== TASK BRIEF ==
Which lines below contain "collect"? Copy every one of them.

[Stored records]
--- START ---
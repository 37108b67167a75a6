//! Second-order IIR filter (RBJ cookbook designs).
//!
//! One biquad per channel per stage; state is never shared across channels.
//! Coefficients are fixed at construction, so offline passes stay
//! deterministic.

use std::f32::consts::PI;

/// Transposed direct form II biquad.
#[derive(Debug, Clone, Copy)]
pub struct Biquad {
    b0: f32,
    b1: f32,
    b2: f32,
    a1: f32,
    a2: f32,
    z1: f32,
    z2: f32,
}

impl Biquad {
    fn from_normalized(b0: f32, b1: f32, b2: f32, a1: f32, a2: f32) -> Self {
        Self {
            b0,
            b1,
            b2,
            a1,
            a2,
            z1: 0.0,
            z2: 0.0,
        }
    }

    fn identity() -> Self {
        Self::from_normalized(1.0, 0.0, 0.0, 0.0, 0.0)
    }

    pub fn high_pass(cutoff_hz: f32, q: f32, sample_rate: f32) -> Self {
        let w0 = 2.0 * PI * cutoff_hz / sample_rate;
        let alpha = w0.sin() / (2.0 * q.max(1e-6));
        let cw0 = w0.cos();

        let a0 = 1.0 + alpha;
        let inv = 1.0 / a0;
        Self::from_normalized(
            (1.0 + cw0) * 0.5 * inv,
            -(1.0 + cw0) * inv,
            (1.0 + cw0) * 0.5 * inv,
            -2.0 * cw0 * inv,
            (1.0 - alpha) * inv,
        )
    }

    pub fn low_pass(cutoff_hz: f32, q: f32, sample_rate: f32) -> Self {
        let w0 = 2.0 * PI * cutoff_hz / sample_rate;
        let alpha = w0.sin() / (2.0 * q.max(1e-6));
        let cw0 = w0.cos();

        let a0 = 1.0 + alpha;
        let inv = 1.0 / a0;
        Self::from_normalized(
            (1.0 - cw0) * 0.5 * inv,
            (1.0 - cw0) * inv,
            (1.0 - cw0) * 0.5 * inv,
            -2.0 * cw0 * inv,
            (1.0 - alpha) * inv,
        )
    }

    pub fn low_shelf(freq_hz: f32, gain_db: f32, sample_rate: f32) -> Self {
        // Flat shelf is exactly a pass-through
        if gain_db.abs() < 0.01 {
            return Self::identity();
        }

        let a = (10.0f32).powf(gain_db / 40.0);
        let w0 = 2.0 * PI * freq_hz / sample_rate;
        let cw0 = w0.cos();
        let sw0 = w0.sin();
        let sqrt_a = a.sqrt();
        // Shelf slope fixed at 1 (gentlest monotonic shelf)
        let alpha = sw0 * 0.5 * ((a + 1.0 / a) * (1.0 / SHELF_SLOPE - 1.0) + 2.0).sqrt();

        let b0 = a * ((a + 1.0) - (a - 1.0) * cw0 + 2.0 * sqrt_a * alpha);
        let b1 = 2.0 * a * ((a - 1.0) - (a + 1.0) * cw0);
        let b2 = a * ((a + 1.0) - (a - 1.0) * cw0 - 2.0 * sqrt_a * alpha);
        let a0 = (a + 1.0) + (a - 1.0) * cw0 + 2.0 * sqrt_a * alpha;
        let a1 = -2.0 * ((a - 1.0) + (a + 1.0) * cw0);
        let a2 = (a + 1.0) + (a - 1.0) * cw0 - 2.0 * sqrt_a * alpha;

        let inv = 1.0 / a0;
        Self::from_normalized(b0 * inv, b1 * inv, b2 * inv, a1 * inv, a2 * inv)
    }

    pub fn high_shelf(freq_hz: f32, gain_db: f32, sample_rate: f32) -> Self {
        if gain_db.abs() < 0.01 {
            return Self::identity();
        }

        let a = (10.0f32).powf(gain_db / 40.0);
        let w0 = 2.0 * PI * freq_hz / sample_rate;
        let cw0 = w0.cos();
        let sw0 = w0.sin();
        let sqrt_a = a.sqrt();
        let alpha = sw0 * 0.5 * ((a + 1.0 / a) * (1.0 / SHELF_SLOPE - 1.0) + 2.0).sqrt();

        let b0 = a * ((a + 1.0) + (a - 1.0) * cw0 + 2.0 * sqrt_a * alpha);
        let b1 = -2.0 * a * ((a - 1.0) + (a + 1.0) * cw0);
        let b2 = a * ((a + 1.0) + (a - 1.0) * cw0 - 2.0 * sqrt_a * alpha);
        let a0 = (a + 1.0) - (a - 1.0) * cw0 + 2.0 * sqrt_a * alpha;
        let a1 = 2.0 * ((a - 1.0) - (a + 1.0) * cw0);
        let a2 = (a + 1.0) - (a - 1.0) * cw0 - 2.0 * sqrt_a * alpha;

        let inv = 1.0 / a0;
        Self::from_normalized(b0 * inv, b1 * inv, b2 * inv, a1 * inv, a2 * inv)
    }

    pub fn peaking(freq_hz: f32, q: f32, gain_db: f32, sample_rate: f32) -> Self {
        if gain_db.abs() < 0.01 {
            return Self::identity();
        }

        let a = (10.0f32).powf(gain_db / 40.0);
        let w0 = 2.0 * PI * freq_hz / sample_rate;
        let alpha = w0.sin() / (2.0 * q.max(1e-6));
        let cw0 = w0.cos();

        let a0 = 1.0 + alpha / a;
        let inv = 1.0 / a0;
        Self::from_normalized(
            (1.0 + alpha * a) * inv,
            -2.0 * cw0 * inv,
            (1.0 - alpha * a) * inv,
            -2.0 * cw0 * inv,
            (1.0 - alpha / a) * inv,
        )
    }

    /// Process a single sample.
    #[inline]
    pub fn process(&mut self, input: f32) -> f32 {
        let out = input * self.b0 + self.z1;
        // Anti-denormal: tiny DC offset
        self.z1 = input * self.b1 + self.z2 - self.a1 * out + 1e-25;
        self.z2 = input * self.b2 - self.a2 * out + 1e-25;
        out
    }

    /// Clear filter delay state.
    #[inline]
    pub fn reset(&mut self) {
        self.z1 = 0.0;
        self.z2 = 0.0;
    }

    /// Run the filter over a whole channel, writing a new vector.
    pub fn process_block(&mut self, input: &[f32]) -> Vec<f32> {
        input.iter().map(|&x| self.process(x)).collect()
    }
}

const SHELF_SLOPE: f32 = 1.0;

#[cfg(test)]
mod tests {
    use super::*;
    use crate::dsp::utils::frame_rms;

    fn sine(freq: f32, sr: f32, len: usize) -> Vec<f32> {
        (0..len)
            .map(|i| (2.0 * PI * freq * i as f32 / sr).sin())
            .collect()
    }

    #[test]
    fn low_pass_attenuates_high_frequencies() {
        let sr = 44100.0;
        let mut lp = Biquad::low_pass(800.0, 0.707, sr);
        let hi = lp.process_block(&sine(8000.0, sr, 8192));
        let mut lp = Biquad::low_pass(800.0, 0.707, sr);
        let lo = lp.process_block(&sine(100.0, sr, 8192));

        // Skip the settling transient before measuring
        assert!(frame_rms(&hi[2048..]) < 0.05);
        assert!(frame_rms(&lo[2048..]) > 0.6);
    }

    #[test]
    fn high_pass_attenuates_low_frequencies() {
        let sr = 44100.0;
        let mut hp = Biquad::high_pass(300.0, 0.707, sr);
        let lo = hp.process_block(&sine(40.0, sr, 8192));
        let mut hp = Biquad::high_pass(300.0, 0.707, sr);
        let hi = hp.process_block(&sine(2000.0, sr, 8192));

        assert!(frame_rms(&lo[2048..]) < 0.05);
        assert!(frame_rms(&hi[2048..]) > 0.6);
    }

    #[test]
    fn flat_shelf_is_identity() {
        let mut shelf = Biquad::high_shelf(3000.0, 0.0, 44100.0);
        let input = sine(440.0, 44100.0, 256);
        let out = shelf.process_block(&input);
        for (x, y) in input.iter().zip(out.iter()) {
            assert!((x - y).abs() < 1e-6);
        }
    }

    #[test]
    fn peaking_boost_raises_band_energy() {
        let sr = 44100.0;
        let mut peak = Biquad::peaking(4000.0, 1.0, 3.0, sr);
        let out = peak.process_block(&sine(4000.0, sr, 8192));
        let gain = frame_rms(&out[2048..]) / frame_rms(&sine(4000.0, sr, 8192)[2048..]);
        // +3 dB is a factor of ~1.41
        assert!(gain > 1.3 && gain < 1.5, "gain {gain}");
    }
}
--- END ---
== ANSWER BOX ==
        input.iter().map(|&x| self.process(x)).collect()
            .collect()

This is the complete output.